Stored data entries
// Copyright 2025 the Understory Authors
// SPDX-License-Identifier: Apache-2.0 OR MIT

//! Per-frame scroll driver: eased programmatic animation and autoscroll.
//!
//! [`ScrollDriver`] holds no timer of its own. The owner starts a periodic
//! tick while [`ScrollDriver::needs_ticks`] is `true`, calls
//! [`ScrollDriver::tick`] with the current time on each firing, and applies the
//! returned [`TickOutcome`]. Times are in seconds on any monotonic clock.

/// Cubic ease-in-out over `t ∈ [0, 1]`.
///
/// `4t³` for the first half, `4(t − 1)³ + 1` for the second. Inputs outside
/// the unit interval are clamped.
#[must_use]
pub fn ease_in_out(t: f64) -> f64 {
    let t = t.clamp(0.0, 1.0);
    if t < 0.5 {
        4.0 * t * t * t
    } else {
        let u = t - 1.0;
        4.0 * u * u * u + 1.0
    }
}

/// A programmatic scroll from one offset to another.
///
/// Offsets are raw (not wrapped); the owner maps sampled offsets through
/// [`IndexSpace::clamped_offset`](crate::IndexSpace::clamped_offset).
#[derive(Debug, Clone, Copy, PartialEq)]
pub struct ScrollAnimation {
    /// Offset at the start of the animation.
    pub start_offset: f64,
    /// Offset at the end of the animation.
    pub end_offset: f64,
    /// Time the animation started.
    pub start_time: f64,
    /// Length of the animation. Must be positive.
    pub duration: f64,
}

impl ScrollAnimation {
    /// Linear progress in `[0, 1]` at time `now`.
    #[must_use]
    pub fn progress(&self, now: f64) -> f64 {
        if self.duration <= 0.0 {
            return 1.0;
        }
        ((now - self.start_time) / self.duration).clamp(0.0, 1.0)
    }

    /// Eased offset at time `now`.
    #[must_use]
    pub fn sample(&self, now: f64) -> f64 {
        let eased = ease_in_out(self.progress(now));
        self.start_offset + (self.end_offset - self.start_offset) * eased
    }

    /// Returns `true` once `now` has reached the end of the animation.
    #[must_use]
    pub fn is_finished(&self, now: f64) -> bool {
        self.progress(now) >= 1.0
    }
}

/// What the driver is currently doing.
#[derive(Debug, Clone, Copy, PartialEq)]
pub enum DriverPhase {
    /// Nothing to do; ticking can stop.
    Idle,
    /// A programmatic animation is in flight.
    Animating(ScrollAnimation),
    /// Scrolling continuously at this many items per second.
    Autoscrolling(f64),
}

/// Result of one [`ScrollDriver::tick`].
#[derive(Debug, Clone, Copy, PartialEq)]
pub enum TickOutcome {
    /// The animation moved to `offset` (raw, not yet wrapped). When `finished`
    /// is set the driver has returned to idle or autoscroll.
    Animated {
        /// Sampled offset.
        offset: f64,
        /// The animation reached its end on this tick.
        finished: bool,
    },
    /// Autoscroll advanced the offset to this value (raw, not yet wrapped).
    Autoscrolled(f64),
    /// Autoscroll is paused while the user drags.
    Held,
    /// Nothing is active; the periodic tick should be stopped.
    Stop,
}

/// The animation/autoscroll state machine.
#[derive(Debug, Clone, Default)]
pub struct ScrollDriver {
    animation: Option<ScrollAnimation>,
    autoscroll: f64,
    last_time: Option<f64>,
}

impl ScrollDriver {
    /// Creates an idle driver.
    #[must_use]
    pub const fn new() -> Self {
        Self {
            animation: None,
            autoscroll: 0.0,
            last_time: None,
        }
    }

    /// Current phase. A running animation takes precedence over autoscroll.
    #[must_use]
    pub fn phase(&self) -> DriverPhase {
        match self.animation {
            Some(animation) => DriverPhase::Animating(animation),
            None if self.autoscroll != 0.0 => DriverPhase::Autoscrolling(self.autoscroll),
            None => DriverPhase::Idle,
        }
    }

    /// The in-flight animation, if any.
    #[must_use]
    pub const fn animation(&self) -> Option<&ScrollAnimation> {
        self.animation.as_ref()
    }

    /// Returns `true` while a programmatic animation is in flight.
    #[must_use]
    pub const fn is_animating(&self) -> bool {
        self.animation.is_some()
    }

    /// Returns `true` if the owner should keep a periodic tick running.
    #[must_use]
    pub fn needs_ticks(&self) -> bool {
        self.animation.is_some() || self.autoscroll != 0.0
    }

    /// Autoscroll rate in items per second.
    #[must_use]
    pub const fn autoscroll(&self) -> f64 {
        self.autoscroll
    }

    /// Sets the autoscroll rate in items per second; `0.0` disables it.
    pub fn set_autoscroll(&mut self, rate: f64) {
        self.autoscroll = rate;
    }

    /// Starts an animation, replacing any in flight.
    pub fn animate(&mut self, animation: ScrollAnimation) {
        debug_assert!(
            animation.duration > 0.0,
            "scroll animations need a positive duration"
        );
        self.animation = Some(animation);
    }

    /// Drops the in-flight animation without finishing it.
    ///
    /// Returns `true` if an animation was cancelled.
    pub fn cancel_animation(&mut self) -> bool {
        self.animation.take().is_some()
    }

    /// Records `now` as the reference time for autoscroll deltas.
    ///
    /// Call this when the periodic tick (re)starts so the first autoscroll step
    /// does not include the time spent idle.
    pub fn resume_at(&mut self, now: f64) {
        self.last_time = Some(now);
    }

    /// Advances the state machine to time `now`.
    ///
    /// `offset` is the owner's current scroll offset and `dragging` whether the
    /// user is currently dragging the surface.
    pub fn tick(&mut self, now: f64, offset: f64, dragging: bool) -> TickOutcome {
        let elapsed = self.last_time.map_or(0.0, |last| (now - last).max(0.0));
        self.last_time = Some(now);

        if let Some(animation) = self.animation {
            let finished = animation.is_finished(now);
            let offset = animation.sample(now);
            if finished {
                self.animation = None;
            }
            TickOutcome::Animated { offset, finished }
        } else if self.autoscroll != 0.0 {
            if dragging {
                TickOutcome::Held
            } else {
                TickOutcome::Autoscrolled(offset + elapsed * self.autoscroll)
            }
        } else {
            TickOutcome::Stop
        }
    }
}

### WORK REQUEST
All that should appear in the response is the run of lines from the first line of the entries through the line containing "pub enum DriverPhase", copied exactly.

### OUTPUT OF THE TASK
// Copyright 2025 the Understory Authors
// SPDX-License-Identifier: Apache-2.0 OR MIT

//! Per-frame scroll driver: eased programmatic animation and autoscroll.
//!
//! [`ScrollDriver`] holds no timer of its own. The owner starts a periodic
//! tick while [`ScrollDriver::needs_ticks`] is `true`, calls
//! [`ScrollDriver::tick`] with the current time on each firing, and applies the
//! returned [`TickOutcome`]. Times are in seconds on any monotonic clock.

/// Cubic ease-in-out over `t ∈ [0, 1]`.
///
/// `4t³` for the first half, `4(t − 1)³ + 1` for the second. Inputs outside
/// the unit interval are clamped.
#[must_use]
pub fn ease_in_out(t: f64) -> f64 {
    let t = t.clamp(0.0, 1.0);
    if t < 0.5 {
        4.0 * t * t * t
    } else {
        let u = t - 1.0;
        4.0 * u * u * u + 1.0
    }
}

/// A programmatic scroll from one offset to another.
///
/// Offsets are raw (not wrapped); the owner maps sampled offsets through
/// [`IndexSpace::clamped_offset`](crate::IndexSpace::clamped_offset).
#[derive(Debug, Clone, Copy, PartialEq)]
pub struct ScrollAnimation {
    /// Offset at the start of the animation.
    pub start_offset: f64,
    /// Offset at the end of the animation.
    pub end_offset: f64,
    /// Time the animation started.
    pub start_time: f64,
    /// Length of the animation. Must be positive.
    pub duration: f64,
}

impl ScrollAnimation {
    /// Linear progress in `[0, 1]` at time `now`.
    #[must_use]
    pub fn progress(&self, now: f64) -> f64 {
        if self.duration <= 0.0 {
            return 1.0;
        }
        ((now - self.start_time) / self.duration).clamp(0.0, 1.0)
    }

    /// Eased offset at time `now`.
    #[must_use]
    pub fn sample(&self, now: f64) -> f64 {
        let eased = ease_in_out(self.progress(now));
        self.start_offset + (self.end_offset - self.start_offset) * eased
    }

    /// Returns `true` once `now` has reached the end of the animation.
    #[must_use]
    pub fn is_finished(&self, now: f64) -> bool {
        self.progress(now) >= 1.0
    }
}

/// What the driver is currently doing.
#[derive(Debug, Clone, Copy, PartialEq)]
pub enum DriverPhase {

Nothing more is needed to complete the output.